3rd Day of Christmas/December 27

I hold my glass up to the fire’s blaze. Through
thick cut crystal the cardinal liquid cleaves
into hues of sapphire, vermillion, and plum.

Dipping the cup away from my lips, my eyes
partner with figures caught in the glow.
Twisting the stem, we swirl and bow.

I whisper my toast with chalice raised high to
the One above in praise of our new beginning.
The fire bids a sprightly response in kind.

This third day arrives following opulent feasts,
packages bursting with promise, tumbling
words and smiles.

Today escorts a gracious thanksgiving. A
peace rests under the tree. I take a breath in
the stillness of His presence and His love for me.

Author’s Note:

The third day of Christmas in Christian churches is dedicated to St. John the Evangelist. He seems to have many associations with wine being at the marriage fest of Cana and, by some traditions, having been served wine laced with poison and surviving. So my poem this third day raises a glass in gratefulness of the gift of this season.

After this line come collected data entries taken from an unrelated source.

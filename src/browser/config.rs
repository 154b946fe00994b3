use std::path::PathBuf;

/// Options for launching a new browser instance
#[derive(Debug, Clone)]
pub struct LaunchOptions {
    /// Run without a visible window
    pub headless: bool,

    pub window_width: u32,

    pub window_height: u32,

    /// Chrome/Chromium binary; autodetected when `None`
    pub chrome_path: Option<PathBuf>,

    /// Profile directory; a temporary one when `None`
    pub user_data_dir: Option<PathBuf>,

    pub sandbox: bool,
}

impl Default for LaunchOptions {
    fn default() -> Self {
        Self {
            headless: true,
            window_width: 1280,
            window_height: 800,
            chrome_path: None,
            user_data_dir: None,
            sandbox: true,
        }
    }
}

impl LaunchOptions {
    pub fn new() -> Self {
        Self::default()
    }

    /// Builder method: set headless mode
    pub fn headless(mut self, headless: bool) -> Self {
        self.headless = headless;
        self
    }

    /// Builder method: set window size
    pub fn window_size(mut self, width: u32, height: u32) -> Self {
        self.window_width = width;
        self.window_height = height;
        self
    }

    /// Builder method: set Chrome binary path
    pub fn chrome_path(mut self, path: impl Into<PathBuf>) -> Self {
        self.chrome_path = Some(path.into());
        self
    }

    /// Builder method: set user data directory
    pub fn user_data_dir(mut self, dir: impl Into<PathBuf>) -> Self {
        self.user_data_dir = Some(dir.into());
        self
    }

    /// Builder method: set sandbox mode
    pub fn sandbox(mut self, sandbox: bool) -> Self {
        self.sandbox = sandbox;
        self
    }
}

/// Options for attaching to a running browser
#[derive(Debug, Clone)]
pub struct ConnectionOptions {
    /// DevTools WebSocket URL, e.g. `ws://127.0.0.1:9222/devtools/browser/<id>`
    pub ws_url: String,

    /// Milliseconds the connection may sit idle before it is dropped
    pub timeout: u64,
}

impl ConnectionOptions {
    pub fn new(ws_url: impl Into<String>) -> Self {
        Self {
            ws_url: ws_url.into(),
            timeout: 60 * 60 * 1000,
        }
    }

    /// Builder method: set idle timeout in milliseconds
    pub fn timeout(mut self, timeout: u64) -> Self {
        self.timeout = timeout;
        self
    }
}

2nd Day of Christmas/December 26th

A fire burns low, blue hot as shiny spandexed
riders speed past. A tin bears sufficient fuel,
warms the cold, bides time until the traffic ebbs
near the river winding through the city. Here this

tea party offers no scones or steaming earl grey.
There is no crown for the guest of honor, no guest
of honor at all. The music of the wren tucked
safely high into a corner of the bridge, an
afternoon’s diversion. As the flame dies out,

laughter barrels across an austere night with stories
wide. A bottle passes from hand to hand, sharing
the only gift to warm stiff bones and hearts isolated
in the chill. Stephen’s crown a touchstone. The wren

who nests with family dear a paragon. His martyr’s
words ring through my days, make room for
those forgotten. I pack my box this Boxing Day,
not with trinkets, but with his humanity to be
freely given away.

Author’s Note:

This second day of Christmas celebrates St. Stephen. You know the one good King Wenceslas emulated on this feast day? The twelve days of Christmas have many traditions tied to them. One is St. Stephen of the Acts of the Apostles, first martyr for the Christian church. Another tradition is Irish, the wren who fiercely builds a nest for a happy family and can even at times be heard in winter. Boxing Day is also celebrated across the world this day.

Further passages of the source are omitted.